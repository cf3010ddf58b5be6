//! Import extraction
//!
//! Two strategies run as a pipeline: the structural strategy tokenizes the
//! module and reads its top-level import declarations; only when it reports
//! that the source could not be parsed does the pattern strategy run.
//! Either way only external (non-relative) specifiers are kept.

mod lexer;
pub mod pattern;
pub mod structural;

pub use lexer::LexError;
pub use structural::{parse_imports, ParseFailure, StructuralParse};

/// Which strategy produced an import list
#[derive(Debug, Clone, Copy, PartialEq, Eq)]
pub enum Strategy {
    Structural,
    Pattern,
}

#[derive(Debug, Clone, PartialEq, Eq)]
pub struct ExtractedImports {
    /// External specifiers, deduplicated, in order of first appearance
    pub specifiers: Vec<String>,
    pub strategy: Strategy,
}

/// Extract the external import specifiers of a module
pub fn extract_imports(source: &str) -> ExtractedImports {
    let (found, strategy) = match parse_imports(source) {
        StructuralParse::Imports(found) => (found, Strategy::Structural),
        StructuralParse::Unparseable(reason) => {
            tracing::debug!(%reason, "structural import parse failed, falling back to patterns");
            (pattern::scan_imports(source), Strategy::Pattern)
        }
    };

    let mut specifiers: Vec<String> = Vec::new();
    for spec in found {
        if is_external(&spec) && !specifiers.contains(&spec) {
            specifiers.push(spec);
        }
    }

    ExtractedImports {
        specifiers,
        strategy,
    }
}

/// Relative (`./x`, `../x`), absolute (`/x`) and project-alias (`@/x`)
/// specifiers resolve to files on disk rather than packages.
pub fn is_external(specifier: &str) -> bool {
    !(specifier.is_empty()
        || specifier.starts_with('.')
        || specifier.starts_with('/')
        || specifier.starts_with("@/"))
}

---

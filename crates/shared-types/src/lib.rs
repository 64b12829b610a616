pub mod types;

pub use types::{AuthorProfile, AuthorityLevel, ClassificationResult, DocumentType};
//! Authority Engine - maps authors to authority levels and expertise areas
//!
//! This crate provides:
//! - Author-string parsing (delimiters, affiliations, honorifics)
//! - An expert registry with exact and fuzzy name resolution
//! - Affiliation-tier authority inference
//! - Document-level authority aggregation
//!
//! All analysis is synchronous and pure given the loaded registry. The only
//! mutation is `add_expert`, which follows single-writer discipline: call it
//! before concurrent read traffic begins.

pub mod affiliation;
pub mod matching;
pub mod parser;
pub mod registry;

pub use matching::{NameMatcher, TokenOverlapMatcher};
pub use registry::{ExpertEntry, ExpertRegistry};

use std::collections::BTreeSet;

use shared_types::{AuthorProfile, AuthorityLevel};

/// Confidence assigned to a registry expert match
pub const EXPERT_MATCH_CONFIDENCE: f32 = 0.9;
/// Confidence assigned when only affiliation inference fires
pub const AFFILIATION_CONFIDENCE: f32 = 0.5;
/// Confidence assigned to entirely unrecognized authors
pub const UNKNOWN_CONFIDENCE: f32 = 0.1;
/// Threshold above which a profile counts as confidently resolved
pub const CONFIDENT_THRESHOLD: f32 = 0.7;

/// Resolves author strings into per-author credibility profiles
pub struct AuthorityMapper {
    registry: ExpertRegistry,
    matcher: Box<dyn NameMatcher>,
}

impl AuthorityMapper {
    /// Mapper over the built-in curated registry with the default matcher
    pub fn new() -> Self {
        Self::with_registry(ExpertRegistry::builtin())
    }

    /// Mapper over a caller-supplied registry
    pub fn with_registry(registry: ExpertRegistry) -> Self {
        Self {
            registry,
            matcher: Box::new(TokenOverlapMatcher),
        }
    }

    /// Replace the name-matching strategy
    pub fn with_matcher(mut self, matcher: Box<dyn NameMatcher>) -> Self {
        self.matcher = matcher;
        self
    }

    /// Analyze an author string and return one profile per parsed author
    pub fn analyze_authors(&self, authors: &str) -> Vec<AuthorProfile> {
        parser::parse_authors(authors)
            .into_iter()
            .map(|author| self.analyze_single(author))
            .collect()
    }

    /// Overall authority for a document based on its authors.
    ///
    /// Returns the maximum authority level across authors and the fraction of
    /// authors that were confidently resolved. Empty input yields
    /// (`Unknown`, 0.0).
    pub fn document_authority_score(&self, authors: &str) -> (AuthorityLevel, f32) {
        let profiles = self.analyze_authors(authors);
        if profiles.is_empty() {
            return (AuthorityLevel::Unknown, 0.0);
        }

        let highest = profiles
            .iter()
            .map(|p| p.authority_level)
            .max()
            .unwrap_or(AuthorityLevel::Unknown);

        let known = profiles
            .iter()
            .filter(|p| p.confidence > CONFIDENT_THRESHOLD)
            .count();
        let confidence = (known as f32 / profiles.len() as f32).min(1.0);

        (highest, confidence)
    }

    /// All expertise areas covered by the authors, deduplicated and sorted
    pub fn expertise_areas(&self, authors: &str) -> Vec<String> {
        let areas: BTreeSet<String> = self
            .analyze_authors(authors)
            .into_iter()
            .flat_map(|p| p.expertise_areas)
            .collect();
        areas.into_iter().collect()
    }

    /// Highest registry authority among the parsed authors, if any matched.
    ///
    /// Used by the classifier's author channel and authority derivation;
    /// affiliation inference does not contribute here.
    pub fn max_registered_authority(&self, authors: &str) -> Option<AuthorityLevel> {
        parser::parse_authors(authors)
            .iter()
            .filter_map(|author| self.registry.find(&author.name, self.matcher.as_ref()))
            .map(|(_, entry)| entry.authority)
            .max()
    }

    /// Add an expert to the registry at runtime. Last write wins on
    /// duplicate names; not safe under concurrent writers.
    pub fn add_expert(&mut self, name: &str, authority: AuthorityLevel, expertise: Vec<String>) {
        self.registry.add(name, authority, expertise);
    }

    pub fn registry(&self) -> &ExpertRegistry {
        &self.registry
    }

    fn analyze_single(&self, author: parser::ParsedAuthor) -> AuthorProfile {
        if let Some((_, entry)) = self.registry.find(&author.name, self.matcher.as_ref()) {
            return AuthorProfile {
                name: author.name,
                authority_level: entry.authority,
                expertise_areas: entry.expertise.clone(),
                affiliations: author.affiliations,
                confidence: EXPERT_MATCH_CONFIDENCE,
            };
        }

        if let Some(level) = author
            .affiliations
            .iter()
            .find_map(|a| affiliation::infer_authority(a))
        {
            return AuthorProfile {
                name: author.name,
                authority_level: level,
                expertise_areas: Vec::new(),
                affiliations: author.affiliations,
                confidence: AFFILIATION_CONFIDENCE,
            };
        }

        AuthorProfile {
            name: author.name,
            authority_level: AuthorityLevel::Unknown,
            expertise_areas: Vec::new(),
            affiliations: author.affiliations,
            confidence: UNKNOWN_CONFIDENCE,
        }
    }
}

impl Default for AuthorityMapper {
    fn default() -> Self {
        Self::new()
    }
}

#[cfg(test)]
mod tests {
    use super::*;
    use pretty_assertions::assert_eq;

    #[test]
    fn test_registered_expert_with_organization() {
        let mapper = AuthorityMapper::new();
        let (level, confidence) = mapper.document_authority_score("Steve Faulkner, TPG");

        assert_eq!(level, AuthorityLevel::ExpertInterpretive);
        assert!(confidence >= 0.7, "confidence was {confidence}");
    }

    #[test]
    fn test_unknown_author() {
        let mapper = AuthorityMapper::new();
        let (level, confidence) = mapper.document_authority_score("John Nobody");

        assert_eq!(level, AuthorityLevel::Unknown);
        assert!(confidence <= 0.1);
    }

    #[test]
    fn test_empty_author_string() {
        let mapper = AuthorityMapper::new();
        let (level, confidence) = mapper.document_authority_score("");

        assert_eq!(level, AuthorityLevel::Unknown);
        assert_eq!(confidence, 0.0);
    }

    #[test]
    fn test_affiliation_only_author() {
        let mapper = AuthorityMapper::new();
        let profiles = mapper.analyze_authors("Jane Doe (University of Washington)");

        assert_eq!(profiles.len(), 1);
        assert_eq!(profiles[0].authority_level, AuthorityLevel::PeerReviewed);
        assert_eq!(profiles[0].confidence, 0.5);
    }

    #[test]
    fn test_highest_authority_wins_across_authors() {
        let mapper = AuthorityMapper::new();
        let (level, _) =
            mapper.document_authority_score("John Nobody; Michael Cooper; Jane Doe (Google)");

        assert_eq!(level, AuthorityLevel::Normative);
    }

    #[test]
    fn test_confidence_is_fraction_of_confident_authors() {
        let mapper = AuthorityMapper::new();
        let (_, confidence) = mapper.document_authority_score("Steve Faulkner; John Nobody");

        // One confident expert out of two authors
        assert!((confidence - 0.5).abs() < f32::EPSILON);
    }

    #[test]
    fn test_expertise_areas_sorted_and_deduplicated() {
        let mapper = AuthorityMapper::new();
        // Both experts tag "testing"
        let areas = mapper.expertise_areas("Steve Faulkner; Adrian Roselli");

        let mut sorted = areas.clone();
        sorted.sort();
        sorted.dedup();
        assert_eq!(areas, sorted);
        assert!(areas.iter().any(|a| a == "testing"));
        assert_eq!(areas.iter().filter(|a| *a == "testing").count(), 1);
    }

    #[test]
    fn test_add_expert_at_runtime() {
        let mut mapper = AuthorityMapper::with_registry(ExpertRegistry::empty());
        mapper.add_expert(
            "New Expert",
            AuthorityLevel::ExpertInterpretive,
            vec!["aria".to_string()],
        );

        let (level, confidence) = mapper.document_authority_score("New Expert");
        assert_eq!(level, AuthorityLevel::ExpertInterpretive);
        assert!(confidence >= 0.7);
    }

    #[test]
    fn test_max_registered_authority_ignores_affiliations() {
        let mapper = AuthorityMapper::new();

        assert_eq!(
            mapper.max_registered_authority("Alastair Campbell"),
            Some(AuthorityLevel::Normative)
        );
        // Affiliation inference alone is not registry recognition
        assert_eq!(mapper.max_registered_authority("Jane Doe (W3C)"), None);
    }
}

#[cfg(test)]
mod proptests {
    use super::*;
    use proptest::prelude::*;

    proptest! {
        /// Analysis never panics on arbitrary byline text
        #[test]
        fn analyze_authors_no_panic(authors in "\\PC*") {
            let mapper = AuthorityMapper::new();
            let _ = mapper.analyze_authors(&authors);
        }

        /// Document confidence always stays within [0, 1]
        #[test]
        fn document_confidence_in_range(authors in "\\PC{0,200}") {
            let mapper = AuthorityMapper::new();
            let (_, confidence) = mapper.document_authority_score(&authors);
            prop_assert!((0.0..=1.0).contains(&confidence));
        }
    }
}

---

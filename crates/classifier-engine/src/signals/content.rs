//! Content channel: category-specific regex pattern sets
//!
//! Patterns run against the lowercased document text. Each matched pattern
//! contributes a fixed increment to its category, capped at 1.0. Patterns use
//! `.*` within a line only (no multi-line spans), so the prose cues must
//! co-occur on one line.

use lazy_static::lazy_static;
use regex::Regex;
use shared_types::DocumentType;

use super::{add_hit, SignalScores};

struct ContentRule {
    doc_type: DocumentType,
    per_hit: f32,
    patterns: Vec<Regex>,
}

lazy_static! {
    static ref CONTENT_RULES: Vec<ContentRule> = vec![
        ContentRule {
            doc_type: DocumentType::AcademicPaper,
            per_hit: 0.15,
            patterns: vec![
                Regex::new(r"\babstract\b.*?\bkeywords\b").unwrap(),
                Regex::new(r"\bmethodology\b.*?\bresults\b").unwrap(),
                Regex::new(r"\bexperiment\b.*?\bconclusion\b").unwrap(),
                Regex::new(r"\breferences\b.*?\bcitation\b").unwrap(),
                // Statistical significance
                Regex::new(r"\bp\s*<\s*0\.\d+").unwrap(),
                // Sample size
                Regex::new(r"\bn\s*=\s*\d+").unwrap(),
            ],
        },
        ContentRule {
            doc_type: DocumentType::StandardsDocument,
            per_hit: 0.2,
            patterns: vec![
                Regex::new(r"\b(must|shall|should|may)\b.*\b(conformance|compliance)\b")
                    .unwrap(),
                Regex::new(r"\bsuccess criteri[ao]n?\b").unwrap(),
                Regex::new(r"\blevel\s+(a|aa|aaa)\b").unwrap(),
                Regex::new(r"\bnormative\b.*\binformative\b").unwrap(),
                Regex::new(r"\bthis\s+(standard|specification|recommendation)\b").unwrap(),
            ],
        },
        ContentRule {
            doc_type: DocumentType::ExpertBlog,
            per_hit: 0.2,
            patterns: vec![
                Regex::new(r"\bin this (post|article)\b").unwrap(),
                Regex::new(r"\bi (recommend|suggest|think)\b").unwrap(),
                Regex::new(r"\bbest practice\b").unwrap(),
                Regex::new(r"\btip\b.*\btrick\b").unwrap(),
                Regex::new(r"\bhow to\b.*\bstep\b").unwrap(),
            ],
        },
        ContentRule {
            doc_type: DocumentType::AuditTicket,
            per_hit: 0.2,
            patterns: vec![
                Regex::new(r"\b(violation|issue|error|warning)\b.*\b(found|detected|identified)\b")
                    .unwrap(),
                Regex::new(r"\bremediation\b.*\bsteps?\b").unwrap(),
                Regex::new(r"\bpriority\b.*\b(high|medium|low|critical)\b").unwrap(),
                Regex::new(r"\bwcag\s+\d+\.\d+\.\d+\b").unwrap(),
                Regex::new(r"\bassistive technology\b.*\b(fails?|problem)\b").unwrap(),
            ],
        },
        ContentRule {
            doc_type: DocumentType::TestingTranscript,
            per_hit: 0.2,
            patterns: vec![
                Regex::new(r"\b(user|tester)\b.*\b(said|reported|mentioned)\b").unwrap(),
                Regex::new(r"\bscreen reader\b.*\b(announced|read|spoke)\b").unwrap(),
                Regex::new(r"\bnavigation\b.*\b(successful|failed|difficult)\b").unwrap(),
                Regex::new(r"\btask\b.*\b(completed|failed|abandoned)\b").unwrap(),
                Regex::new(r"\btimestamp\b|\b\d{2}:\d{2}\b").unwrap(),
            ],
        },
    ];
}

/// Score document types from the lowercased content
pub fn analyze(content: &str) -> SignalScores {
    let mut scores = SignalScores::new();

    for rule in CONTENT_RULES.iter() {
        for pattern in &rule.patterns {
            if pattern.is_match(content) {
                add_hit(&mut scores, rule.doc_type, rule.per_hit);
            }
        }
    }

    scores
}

Required work – Give again, word for word, every line of the listing above from the one with "repository cf3010ddf58b5be6" to the one with "pub struct ExtractedImports", both inclusive, and nothing beyond them.

Response to the task –
repository cf3010ddf58b5be6
//! Import extraction
//!
//! Two strategies run as a pipeline: the structural strategy tokenizes the
//! module and reads its top-level import declarations; only when it reports
//! that the source could not be parsed does the pattern strategy run.
//! Either way only external (non-relative) specifiers are kept.

mod lexer;
pub mod pattern;
pub mod structural;

pub use lexer::LexError;
pub use structural::{parse_imports, ParseFailure, StructuralParse};

/// Which strategy produced an import list
#[derive(Debug, Clone, Copy, PartialEq, Eq)]
pub enum Strategy {
    Structural,
    Pattern,
}

#[derive(Debug, Clone, PartialEq, Eq)]
pub struct ExtractedImports {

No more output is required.